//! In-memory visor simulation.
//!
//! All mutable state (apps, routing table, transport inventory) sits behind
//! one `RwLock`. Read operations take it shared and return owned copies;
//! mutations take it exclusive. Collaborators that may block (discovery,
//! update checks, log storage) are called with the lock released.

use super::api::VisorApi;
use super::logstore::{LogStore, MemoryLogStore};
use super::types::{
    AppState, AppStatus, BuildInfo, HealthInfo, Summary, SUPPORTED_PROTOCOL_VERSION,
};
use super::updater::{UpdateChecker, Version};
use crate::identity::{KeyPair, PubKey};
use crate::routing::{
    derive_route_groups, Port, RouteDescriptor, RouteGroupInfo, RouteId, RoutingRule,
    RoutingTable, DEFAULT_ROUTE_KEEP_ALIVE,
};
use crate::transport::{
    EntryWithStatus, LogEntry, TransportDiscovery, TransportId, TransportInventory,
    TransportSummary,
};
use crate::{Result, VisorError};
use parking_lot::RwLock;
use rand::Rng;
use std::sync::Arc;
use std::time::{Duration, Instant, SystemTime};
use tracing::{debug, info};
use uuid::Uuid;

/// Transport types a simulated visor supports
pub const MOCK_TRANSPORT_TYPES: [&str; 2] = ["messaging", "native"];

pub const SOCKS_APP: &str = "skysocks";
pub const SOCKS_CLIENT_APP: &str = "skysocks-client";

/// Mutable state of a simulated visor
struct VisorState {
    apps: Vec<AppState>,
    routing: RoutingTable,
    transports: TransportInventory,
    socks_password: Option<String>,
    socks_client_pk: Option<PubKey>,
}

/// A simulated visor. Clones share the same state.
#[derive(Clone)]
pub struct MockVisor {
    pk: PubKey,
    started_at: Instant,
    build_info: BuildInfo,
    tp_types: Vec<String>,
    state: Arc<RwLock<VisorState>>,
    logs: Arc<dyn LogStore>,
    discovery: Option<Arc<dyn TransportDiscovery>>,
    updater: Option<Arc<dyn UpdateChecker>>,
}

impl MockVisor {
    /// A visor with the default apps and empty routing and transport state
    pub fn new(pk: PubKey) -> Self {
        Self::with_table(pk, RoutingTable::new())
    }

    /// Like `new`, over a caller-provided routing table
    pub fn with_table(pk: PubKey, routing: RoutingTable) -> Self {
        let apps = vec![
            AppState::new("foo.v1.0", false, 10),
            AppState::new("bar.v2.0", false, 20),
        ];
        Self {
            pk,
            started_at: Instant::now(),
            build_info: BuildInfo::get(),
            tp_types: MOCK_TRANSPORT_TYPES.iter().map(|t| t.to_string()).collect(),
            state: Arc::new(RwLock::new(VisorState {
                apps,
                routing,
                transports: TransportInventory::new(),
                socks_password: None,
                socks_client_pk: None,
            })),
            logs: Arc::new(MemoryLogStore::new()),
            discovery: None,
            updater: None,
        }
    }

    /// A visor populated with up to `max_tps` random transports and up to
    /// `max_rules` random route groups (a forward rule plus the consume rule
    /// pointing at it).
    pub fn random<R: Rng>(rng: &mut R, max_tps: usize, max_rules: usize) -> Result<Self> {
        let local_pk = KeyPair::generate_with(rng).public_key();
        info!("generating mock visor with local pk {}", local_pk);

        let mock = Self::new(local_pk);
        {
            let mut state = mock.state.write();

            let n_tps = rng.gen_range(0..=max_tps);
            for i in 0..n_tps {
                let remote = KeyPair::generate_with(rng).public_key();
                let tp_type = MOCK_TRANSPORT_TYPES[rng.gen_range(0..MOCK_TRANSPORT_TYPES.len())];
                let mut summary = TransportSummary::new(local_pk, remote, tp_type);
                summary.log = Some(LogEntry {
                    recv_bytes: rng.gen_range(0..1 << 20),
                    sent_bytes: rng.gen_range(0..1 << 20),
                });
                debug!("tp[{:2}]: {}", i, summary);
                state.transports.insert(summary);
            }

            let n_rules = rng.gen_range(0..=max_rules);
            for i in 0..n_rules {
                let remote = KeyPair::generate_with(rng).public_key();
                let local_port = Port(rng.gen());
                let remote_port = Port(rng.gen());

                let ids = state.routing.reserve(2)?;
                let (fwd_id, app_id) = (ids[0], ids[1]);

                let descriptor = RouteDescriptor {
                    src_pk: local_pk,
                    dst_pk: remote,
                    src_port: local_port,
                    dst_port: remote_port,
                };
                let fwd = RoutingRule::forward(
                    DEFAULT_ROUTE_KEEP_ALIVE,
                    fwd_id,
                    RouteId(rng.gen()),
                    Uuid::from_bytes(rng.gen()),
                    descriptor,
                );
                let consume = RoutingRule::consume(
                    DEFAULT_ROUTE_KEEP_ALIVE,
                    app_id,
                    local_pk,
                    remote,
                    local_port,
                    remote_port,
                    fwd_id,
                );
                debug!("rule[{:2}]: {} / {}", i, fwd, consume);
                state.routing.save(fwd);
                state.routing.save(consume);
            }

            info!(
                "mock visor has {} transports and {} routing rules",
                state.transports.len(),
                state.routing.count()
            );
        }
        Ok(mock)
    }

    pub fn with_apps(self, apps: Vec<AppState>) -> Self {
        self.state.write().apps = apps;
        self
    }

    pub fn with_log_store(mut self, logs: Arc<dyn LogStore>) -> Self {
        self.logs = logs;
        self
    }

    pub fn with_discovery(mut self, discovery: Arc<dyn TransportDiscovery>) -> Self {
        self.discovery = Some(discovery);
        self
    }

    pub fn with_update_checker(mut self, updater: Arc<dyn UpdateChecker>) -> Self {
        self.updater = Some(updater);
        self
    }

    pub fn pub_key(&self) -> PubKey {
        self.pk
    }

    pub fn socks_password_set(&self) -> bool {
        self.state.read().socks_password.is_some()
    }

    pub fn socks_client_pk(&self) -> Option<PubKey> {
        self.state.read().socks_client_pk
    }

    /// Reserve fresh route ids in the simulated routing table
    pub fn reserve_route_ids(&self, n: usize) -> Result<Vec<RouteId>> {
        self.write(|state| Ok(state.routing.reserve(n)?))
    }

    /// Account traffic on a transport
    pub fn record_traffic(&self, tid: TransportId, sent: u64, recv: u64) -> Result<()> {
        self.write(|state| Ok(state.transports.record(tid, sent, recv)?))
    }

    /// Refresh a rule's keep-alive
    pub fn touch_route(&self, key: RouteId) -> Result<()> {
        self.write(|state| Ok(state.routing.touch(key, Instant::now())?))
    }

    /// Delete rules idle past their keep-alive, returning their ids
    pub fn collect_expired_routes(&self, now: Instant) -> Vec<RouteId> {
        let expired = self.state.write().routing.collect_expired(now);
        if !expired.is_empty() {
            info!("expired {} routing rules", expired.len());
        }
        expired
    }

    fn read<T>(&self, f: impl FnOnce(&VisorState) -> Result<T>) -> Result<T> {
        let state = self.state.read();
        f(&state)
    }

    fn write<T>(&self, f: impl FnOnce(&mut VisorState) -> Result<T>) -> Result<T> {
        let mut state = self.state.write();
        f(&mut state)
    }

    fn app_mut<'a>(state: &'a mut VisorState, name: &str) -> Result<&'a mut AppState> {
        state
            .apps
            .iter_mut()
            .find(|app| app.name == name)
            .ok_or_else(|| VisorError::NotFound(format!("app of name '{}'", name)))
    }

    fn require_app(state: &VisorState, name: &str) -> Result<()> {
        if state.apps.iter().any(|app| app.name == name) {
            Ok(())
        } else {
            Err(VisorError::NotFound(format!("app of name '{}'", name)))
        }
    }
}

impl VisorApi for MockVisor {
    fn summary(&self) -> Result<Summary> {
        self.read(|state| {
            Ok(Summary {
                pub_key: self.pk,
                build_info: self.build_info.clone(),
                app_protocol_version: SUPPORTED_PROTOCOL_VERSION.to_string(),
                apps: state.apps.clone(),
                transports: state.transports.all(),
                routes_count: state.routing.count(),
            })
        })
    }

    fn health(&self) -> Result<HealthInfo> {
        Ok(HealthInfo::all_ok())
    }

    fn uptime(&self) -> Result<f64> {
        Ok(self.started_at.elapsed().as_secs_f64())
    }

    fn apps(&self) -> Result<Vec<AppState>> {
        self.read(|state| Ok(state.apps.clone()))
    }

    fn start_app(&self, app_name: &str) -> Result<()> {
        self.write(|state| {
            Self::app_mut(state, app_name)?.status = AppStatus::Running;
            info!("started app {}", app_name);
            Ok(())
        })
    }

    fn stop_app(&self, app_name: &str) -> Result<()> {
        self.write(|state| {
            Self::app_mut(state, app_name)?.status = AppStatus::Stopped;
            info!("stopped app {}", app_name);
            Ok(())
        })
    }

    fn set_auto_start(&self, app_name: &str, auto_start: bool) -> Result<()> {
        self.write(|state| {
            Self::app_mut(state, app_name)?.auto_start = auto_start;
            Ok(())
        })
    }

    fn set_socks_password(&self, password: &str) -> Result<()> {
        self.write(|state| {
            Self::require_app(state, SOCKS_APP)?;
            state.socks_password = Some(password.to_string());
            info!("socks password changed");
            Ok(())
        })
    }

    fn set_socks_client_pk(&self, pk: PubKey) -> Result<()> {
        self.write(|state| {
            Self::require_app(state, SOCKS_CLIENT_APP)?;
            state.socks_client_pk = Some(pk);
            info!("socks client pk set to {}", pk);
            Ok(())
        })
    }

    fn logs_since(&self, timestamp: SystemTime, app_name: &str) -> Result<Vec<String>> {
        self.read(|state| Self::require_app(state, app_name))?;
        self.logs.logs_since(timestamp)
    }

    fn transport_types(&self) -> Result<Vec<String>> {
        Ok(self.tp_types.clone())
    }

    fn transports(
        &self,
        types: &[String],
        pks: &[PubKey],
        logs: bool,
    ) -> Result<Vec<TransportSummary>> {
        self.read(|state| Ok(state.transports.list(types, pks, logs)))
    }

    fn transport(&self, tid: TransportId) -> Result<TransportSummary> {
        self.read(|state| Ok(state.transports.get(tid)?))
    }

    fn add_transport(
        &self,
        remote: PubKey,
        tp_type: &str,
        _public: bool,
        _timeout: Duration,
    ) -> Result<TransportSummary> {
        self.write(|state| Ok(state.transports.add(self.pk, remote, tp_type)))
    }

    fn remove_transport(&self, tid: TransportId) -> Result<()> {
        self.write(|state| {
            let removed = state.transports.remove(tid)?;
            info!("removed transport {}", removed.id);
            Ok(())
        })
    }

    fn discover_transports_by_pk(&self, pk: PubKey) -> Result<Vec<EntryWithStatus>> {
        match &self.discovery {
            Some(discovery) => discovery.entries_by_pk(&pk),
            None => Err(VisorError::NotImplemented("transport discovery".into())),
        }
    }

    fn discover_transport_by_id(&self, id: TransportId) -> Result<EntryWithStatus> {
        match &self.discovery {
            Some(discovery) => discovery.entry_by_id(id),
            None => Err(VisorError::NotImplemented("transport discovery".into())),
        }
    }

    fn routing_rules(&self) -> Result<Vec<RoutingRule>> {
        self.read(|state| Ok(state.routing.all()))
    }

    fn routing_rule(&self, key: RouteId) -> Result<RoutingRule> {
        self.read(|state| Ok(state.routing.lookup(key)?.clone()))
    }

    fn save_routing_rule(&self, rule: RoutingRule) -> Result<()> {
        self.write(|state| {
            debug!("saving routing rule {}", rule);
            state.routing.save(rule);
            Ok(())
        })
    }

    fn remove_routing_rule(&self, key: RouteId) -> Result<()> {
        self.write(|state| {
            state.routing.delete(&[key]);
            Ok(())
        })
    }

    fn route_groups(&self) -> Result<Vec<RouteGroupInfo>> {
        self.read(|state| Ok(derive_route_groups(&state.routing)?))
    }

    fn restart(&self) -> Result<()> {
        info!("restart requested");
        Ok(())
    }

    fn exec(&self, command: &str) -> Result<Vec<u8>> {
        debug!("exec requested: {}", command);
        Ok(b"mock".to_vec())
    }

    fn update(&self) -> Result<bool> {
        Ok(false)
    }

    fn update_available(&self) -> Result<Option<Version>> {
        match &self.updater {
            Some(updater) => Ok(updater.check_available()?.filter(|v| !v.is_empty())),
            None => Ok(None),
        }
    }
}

========================================

*PROBLEM STATEMENT:*
Tally each line above that includes "RoutingTable". Reply with the total only.

*RESPONSE TO THIS TASK:*
4